Für Patienten mit beidseitiger Erkrankung ohne eigene intakte Limbusstammzellen untersuchen Forscher derzeit die Eignung von Stammzellen aus Haarfollikeln oder aus der Zahnpulpa, von embryonalen Stammzellen sowie von induzierten pluripotenten Stammzellen (iPS), um daraus im Labor Hornhautepithelkonstrukte zu generieren. Auch hierbei können Schlüsselfaktoren der Limbusnische die Transdifferenzierung in Limbusstammzellen unterstützen.

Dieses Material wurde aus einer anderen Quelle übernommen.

//! Plaintext ↔ ciphertext size estimates
//!
//! These formulas predate the chunked codec and are kept bit-for-bit because
//! progress reporting and stored history rows are computed with them. They
//! model the ciphertext as plaintext rounded up to the next 16-byte boundary
//! plus 16 bytes of overhead, so the inverse can only recover a 16-value
//! bracket.

use davsync_core::{DavsyncError, DavsyncResult, SizeRange};

/// Estimated encrypted size for `n` plaintext bytes: `(⌊n/16⌋ + 1) * 16 + 16`.
pub fn plain_to_cipher_size(n: i64) -> DavsyncResult<u64> {
    if n < 0 {
        return Err(DavsyncError::SizeValidation(format!(
            "plain_to_cipher_size: {n} is not a valid size"
        )));
    }
    (n as u64 / 16)
        .checked_add(1)
        .and_then(|blocks| blocks.checked_mul(16))
        .and_then(|padded| padded.checked_add(16))
        .ok_or_else(|| {
            DavsyncError::SizeValidation(format!("plain_to_cipher_size: {n} overflows"))
        })
}

/// Plaintext size bracket for an encrypted size `n`.
///
/// `n` must be at least 32 and a multiple of 16.
pub fn cipher_to_plain_size(n: i64) -> DavsyncResult<SizeRange> {
    if n < 32 {
        return Err(DavsyncError::SizeValidation(format!(
            "cipher_to_plain_size: {n} is not a valid size"
        )));
    }
    if n % 16 != 0 {
        return Err(DavsyncError::NotBlockAligned(n));
    }
    let min_size = ((n as u64 - 16) / 16 - 1) * 16;
    Ok(SizeRange {
        min_size,
        max_size: min_size + 15,
    })
}
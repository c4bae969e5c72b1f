use davsync_crypto::{decrypt, encrypt, CodecParams};
use secrecy::SecretString;

fn make_data(size: usize) -> Vec<u8> {
    (0..size)
        .map(|i| (i.wrapping_mul(7) ^ (i >> 3)) as u8)
        .collect()
}

fn params() -> CodecParams {
    // Low KDF cost so the numbers reflect the AEAD path
    CodecParams::with_rounds(1)
}

#[divan::bench(args = [1024, 65536, 1048576])]
fn bench_encrypt(bencher: divan::Bencher, size: usize) {
    let password = SecretString::from("bench-password");
    let data = make_data(size);
    bencher
        .counter(divan::counter::BytesCount::new(size))
        .bench(|| {
            encrypt(
                divan::black_box(&data),
                divan::black_box(&password),
                &params(),
            )
            .unwrap()
        });
}

#[divan::bench(args = [1024, 65536, 1048576])]
fn bench_decrypt(bencher: divan::Bencher, size: usize) {
    let password = SecretString::from("bench-password");
    let data = make_data(size);
    let encrypted = encrypt(&data, &password, &params()).unwrap();
    bencher
        .counter(divan::counter::BytesCount::new(size))
        .bench(|| {
            decrypt(
                divan::black_box(&encrypted),
                divan::black_box(&password),
                &params(),
            )
            .unwrap()
        });
}

#[divan::bench(args = [1000, 20000])]
fn bench_kdf_rounds(bencher: divan::Bencher, rounds: u32) {
    let password = SecretString::from("bench-password");
    let salt = [7u8; davsync_crypto::SALT_SIZE];
    bencher.bench(|| davsync_crypto::derive_key(&password, &salt, rounds).unwrap());
}

fn main() {
    divan::main();
}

In Japan haben Mediziner erstmals Hornhautepithelgewebe transplantiert, das aus allogenen iPS-Zellen gezüchtet wurde. iPS-Zellen sind ausgereifte Körperzellen, zum Beispiel aus der Haut, die in der Kulturschale zu Stammzellen zurückprogrammiert und in Hornhautepithelzellen umprogrammiert wurden. In einer laufenden klinischen Studie werden Wirksamkeit und Sicherheit dieses neuen Behandlungskonzepts untersucht. Im Falle eines Erfolges hätte man mit den iPS-Zellen eine theoretisch unerschöpfliche Quelle von Stammzellen für den Hornhautepithelersatz zur Verfügung.

6. Ausblick

Seit Jahren schon gelten Stammzellen als die Hoffnungsträger in der regenerativen Medizin. Auch den limbalen Stammzellen der Hornhaut wurde ein großes Potenzial für die Rekonstruktion der Augenoberfläche zugeschrieben, was zur Entwicklung der ersten in Europa zugelassenen und kommerziell verfügbaren Stammzelltherapie (Holoclar®) geführt hat. Allerdings steht sie nur einer kleinen Anzahl von ausgewählten Patienten zur Verfügung; auch steht der endgültige Studienbericht noch aus. Leider sind aktuell auch keine guten Therapieoptionen für die weitaus größere Gruppe von Patienten mit beidseitiger Limbusstammzellerkrankung verfügbar, denn nach Transplantation von kultiviertem Mundschleimhautepithel bleibt das Wiederauftreten von Hornhautvaskularisationen ein Problem. Auch chronische Begleiterkrankungen, wie Tränenfilmstörungen und Entzündungen, machen einen Transplantationserfolg häufig zunichte. Das Warten auf den großen Durchbruch zur Wiederherstellung einer gesunden Augenoberfläche ist demnach noch lange nicht zu Ende und an realistische Alternativen für Hornhautspenden für Gewebetransplantationen ist noch lange nicht zu denken.

Daher besteht nach wie vor großer Bedarf an einer Weiterentwicklung der bestehenden Therapieverfahren, wobei das Konzept der Stammzellnische immer mehr an Bedeutung gewinnt, nicht nur für den Erhalt der Stammzellen im Transplantat, sondern auch für die Regeneration des geschädigten Mikromilieus nach der Transplantation. Entscheidend für zukünftige Entwicklungen wird sein, die Regulation der Stammzellen und ihrer Nische besser zu verstehen, um die regenerativen Zelltherapien und die klinischen Langzeitergebnisse nachhaltig zu verbessern.